Entries taken from a collection
impl<Out, Err> Subscription for ChannelSubscription<Out, Err>
where
    Out: Clone + Send + Sync + 'static,
    Err: Send + Sync + 'static,
{
    fn request(&self, n: u64) {
        if n == 0 {
            return;
        }
        let job = {
            let mut inner = self.inner.lock().unwrap();
            if let Some(entry) = inner.subscribers.iter_mut().find(|e| e.id == self.id) {
                entry.demand = match entry.demand {
                    SubscriberDemand::Idle => SubscriberDemand::HasDemand(n),
                    SubscriberDemand::HasDemand(existing) => SubscriberDemand::HasDemand(existing.saturating_add(n)),
                };
            }
            recheck_demand(&mut inner)
        };
        if let Some(job) = job {
            tokio::spawn(run_deliver(self.inner.clone(), job.value, job.targets));
        }
    }

    fn cancel(&self) {
        let job = {
            let mut inner = self.inner.lock().unwrap();
            inner.subscribers.retain(|e| e.id != self.id);
            tracing::trace!(id = self.id, "channel: subscriber cancelled, removed from live set");
            // A departing subscriber can newly satisfy demand-readiness
            // for the remaining live set.
            recheck_demand(&mut inner)
        };
        if let Some(job) = job {
            tokio::spawn(run_deliver(self.inner.clone(), job.value, job.targets));
        }
    }
}

/// A multi-subscriber, rendezvous-style broadcast channel.
///
/// `send` delivers to every subscriber present when it starts, waits for
/// every one of them to both consume the value and request the next one,
/// then returns. Strictly rendezvous: no buffering, no replay, no
/// multi-producer concurrent `send` (see `spec.md` §1 Non-goals).
pub struct AsyncChannel<Out, Err> {
    inner: Arc<Mutex<Inner<Out, Err>>>,
}

impl<Out, Err> Default for AsyncChannel<Out, Err> {
    fn default() -> Self {
        Self::new()
    }
}

impl<Out, Err> AsyncChannel<Out, Err> {
    /// Creates an empty channel with no subscribers.
    pub fn new() -> Self {
        Self {
            inner: Arc::new(Mutex::new(Inner {
                state: ChannelState::Idle,
                subscribers: Vec::new(),
                next_id: 0,
            })),
        }
    }

    /// Number of currently live subscribers.
    pub fn subscriber_count(&self) -> usize {
        self.inner.lock().unwrap().subscribers.len()
    }
}

impl<Out, Err> AsyncChannel<Out, Err>
where
    Out: Clone + Send + Sync + 'static,
    Err: Clone + Send + Sync + 'static,
{
    /// Suspends until every live subscriber has positive demand,
    /// delivers `value` to each, then suspends again until every
    /// subscriber has demand for the next value.
    ///
    /// Fails with [`ChannelError::ConcurrentAccess`] if another `send` or
    /// `send_completion` is already outstanding, or
    /// [`ChannelError::OutputToFinished`] if the channel has already
    /// terminated. If the calling task is cancelled while this call is
    /// suspended, the channel transitions to `cancelled`, every live
    /// subscriber receives a `Finished` completion, and this call fails
    /// with [`ChannelError::Cancelled`].
    pub async fn send(&self, value: Out) -> ChannelResult<()> {
        let (tx, rx) = oneshot::channel();
        let job = {
            let mut inner = self.inner.lock().unwrap();
            match inner.state {
                ChannelState::Idle => {
                    inner.state = ChannelState::Pending(tx, value);
                    recheck_demand(&mut inner)
                }
                ChannelState::Pending(..) | ChannelState::Sending(_) | ChannelState::AwaitingDemand(_) => {
                    return Err(ChannelError::ConcurrentAccess);
                }
                ChannelState::Finished(_) | ChannelState::Cancelled => {
                    return Err(ChannelError::OutputToFinished);
                }
            }
        };

        if let Some(job) = job {
            tokio::spawn(run_deliver(self.inner.clone(), job.value, job.targets));
        }

        let mut guard = CancelSendOnDrop {
            inner: self.inner.clone(),
            completed: false,
        };
        let received = rx.await;
        guard.completed = true;

        match received {
            Ok(result) => result,
            Err(_) => Err(ChannelError::Cancelled),
        }
    }

    /// Synchronously and permanently terminates the channel, forwarding
    /// `completion` to every live subscriber (and to any subscriber that
    /// attaches afterwards).
    ///
    /// Fails with [`ChannelError::ConcurrentAccess`] if a `send` is
    /// outstanding, or [`ChannelError::OutputToFinished`] if the channel
    /// already terminated.
    pub fn send_completion(&self, completion: Completion<Err>) -> ChannelResult<()> {
        let entries = {
            let mut inner = self.inner.lock().unwrap();
            match inner.state {
                ChannelState::Idle => {
                    inner.state = ChannelState::Finished(completion.clone());
                    std::mem::take(&mut inner.subscribers)
                }
                ChannelState::Pending(..) | ChannelState::Sending(_) | ChannelState::AwaitingDemand(_) => {
                    return Err(ChannelError::ConcurrentAccess);
                }
                ChannelState::Finished(_) | ChannelState::Cancelled => {
                    return Err(ChannelError::OutputToFinished);
                }
            }
        };
        tokio::spawn(broadcast_completion(entries, completion));
        Ok(())
    }
}

#[async_trait]
impl<Out, Err> Publisher for AsyncChannel<Out, Err>
where
    Out: Clone + Send + Sync + 'static,
    Err: Clone + Send + Sync + 'static,
{
    type Item = Out;
    type Error = Err;

    /// Attaches a subscriber. If the channel has already terminated, the
    /// subscriber receives the terminal completion immediately and is
    /// never added to the live set.
    async fn subscribe(&self, subscriber: Box<dyn Subscriber<Item = Out, Error = Err> + Send>) {
        let subscriber: BoxedSubscriber<Out, Err> = Arc::new(AsyncMutex::new(subscriber));

        let (id, immediate) = {
            let mut inner = self.inner.lock().unwrap();
            let id = inner.next_id;
            inner.next_id += 1;
            match &inner.state {
                ChannelState::Finished(c) => (id, Some(c.clone())),
                ChannelState::Cancelled => (id, Some(Completion::Finished)),
                _ => {
                    inner.subscribers.push(SubscriberEntry {
                        id,
                        demand: SubscriberDemand::Idle,
                        subscriber: subscriber.clone(),
                    });
                    (id, None)
                }
            }
        };

        let subscription = ChannelSubscription {
            inner: self.inner.clone(),
            id,
        };
        subscriber.lock().await.on_subscribe(Box::new(subscription)).await;

        if let Some(completion) = immediate {
            subscriber.lock().await.on_complete(completion).await;
        }
    }
}

#[cfg(test)]
mod tests {
    use super::*;
    use std::sync::Mutex as StdMutex;

    struct Recorder<T, E> {
        received: Arc<StdMutex<Vec<T>>>,
        completion: Arc<StdMutex<Option<Completion<E>>>>,
        subscription: Option<Box<dyn Subscription + Send + Sync>>,
        unlimited_demand: bool,
    }

    #[async_trait]
    impl<T: Send + 'static, E: Send + 'static> Subscriber for Recorder<T, E> {
        type Item = T;
        type Error = E;

        async fn on_subscribe(&mut self, subscription: Box<dyn Subscription + Send + Sync>) {
            if self.unlimited_demand {
                subscription.request(u64::MAX);
            }
            self.subscription = Some(subscription);
        }

        async fn on_next(&mut self, value: T) {
            self.received.lock().unwrap().push(value);
            if self.unlimited_demand {
                if let Some(sub) = &self.subscription {
                    sub.request(1);
                }
            }
        }

        async fn on_complete(&mut self, completion: Completion<E>) {
            *self.completion.lock().unwrap() = Some(completion);
        }
    }

    #[tokio::test]
    async fn two_subscribers_receive_in_order_then_finish() {
        let channel: AsyncChannel<u64, std::convert::Infallible> = AsyncChannel::new();

        let a_received = Arc::new(StdMutex::new(Vec::new()));
        let a_completion = Arc::new(StdMutex::new(None));
        channel
            .subscribe(Box::new(Recorder {
                received: a_received.clone(),
                completion: a_completion.clone(),
                subscription: None,
                unlimited_demand: true,
            }))
            .await;

        let b_received = Arc::new(StdMutex::new(Vec::new()));
        let b_completion = Arc::new(StdMutex::new(None));
        channel
            .subscribe(Box::new(Recorder {
                received: b_received.clone(),
                completion: b_completion.clone(),
                subscription: None,
                unlimited_demand: true,
            }))
            .await;

        for v in [0u64, 1, 2] {
            channel.send(v).await.unwrap();
        }
        channel.send_completion(Completion::Finished).unwrap();

        // Allow the spawned completion broadcast to run.
        tokio::time::sleep(std::time::Duration::from_millis(10)).await;

        assert_eq!(*a_received.lock().unwrap(), vec![0, 1, 2]);
        assert_eq!(*b_received.lock().unwrap(), vec![0, 1, 2]);
        assert!(matches!(*a_completion.lock().unwrap(), Some(Completion::Finished)));
        assert!(matches!(*b_completion.lock().unwrap(), Some(Completion::Finished)));
    }

    #[tokio::test]
    async fn concurrent_send_fails_second_caller_then_first_completes() {
        let channel: Arc<AsyncChannel<u64, std::convert::Infallible>> = Arc::new(AsyncChannel::new());

        let received = Arc::new(StdMutex::new(Vec::new()));
        let completion = Arc::new(StdMutex::new(None));
        channel
            .subscribe(Box::new(Recorder {
                received: received.clone(),
                completion: completion.clone(),
                subscription: None,
                unlimited_demand: false,
            }))
            .await;

        let first = {
            let channel = channel.clone();
            tokio::spawn(async move { channel.send(0u64).await })
        };
        // Give the first `send` a chance to register as pending (no
        // demand has been granted yet, so it cannot complete).
        tokio::time::sleep(std::time::Duration::from_millis(10)).await;

        let second = channel.send(1u64).await;
        assert!(matches!(second, Err(ChannelError::ConcurrentAccess)));

        // The subscriber has `unlimited_demand: false`, so it never
        // requested anything in `on_subscribe`; grant demand directly
        // through the channel's own subscriber record. `send` only
        // resumes once every live subscriber has demand for the *next*
        // value too, so this grants 2: one to deliver the outstanding
        // value, one left over to satisfy that post-delivery check.
        grant_demand(&channel, 2).await;

        let result = first.await.unwrap();
        assert!(result.is_ok());
        assert_eq!(*received.lock().unwrap(), vec![0]);
    }

    async fn grant_demand<Out, Err>(channel: &Arc<AsyncChannel<Out, Err>>, n: u64)
    where
        Out: Clone + Send + Sync + 'static,
        Err: Clone + Send + Sync + 'static,
    {
        let id = {
            let inner = channel.inner.lock().unwrap();
            inner.subscribers.first().map(|e| e.id)
        };
        if let Some(id) = id {
            let subscription = ChannelSubscription {
                inner: channel.inner.clone(),
                id,
            };
            subscription.request(n);
        }
        tokio::time::sleep(std::time::Duration::from_millis(10)).await;
    }
}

# What the exercise asks:
Copy the records above exactly, from the first line through the line containing "if let Some(entry)", and include nothing else.

# Your response:
impl<Out, Err> Subscription for ChannelSubscription<Out, Err>
where
    Out: Clone + Send + Sync + 'static,
    Err: Send + Sync + 'static,
{
    fn request(&self, n: u64) {
        if n == 0 {
            return;
        }
        let job = {
            let mut inner = self.inner.lock().unwrap();
            if let Some(entry) = inner.subscribers.iter_mut().find(|e| e.id == self.id) {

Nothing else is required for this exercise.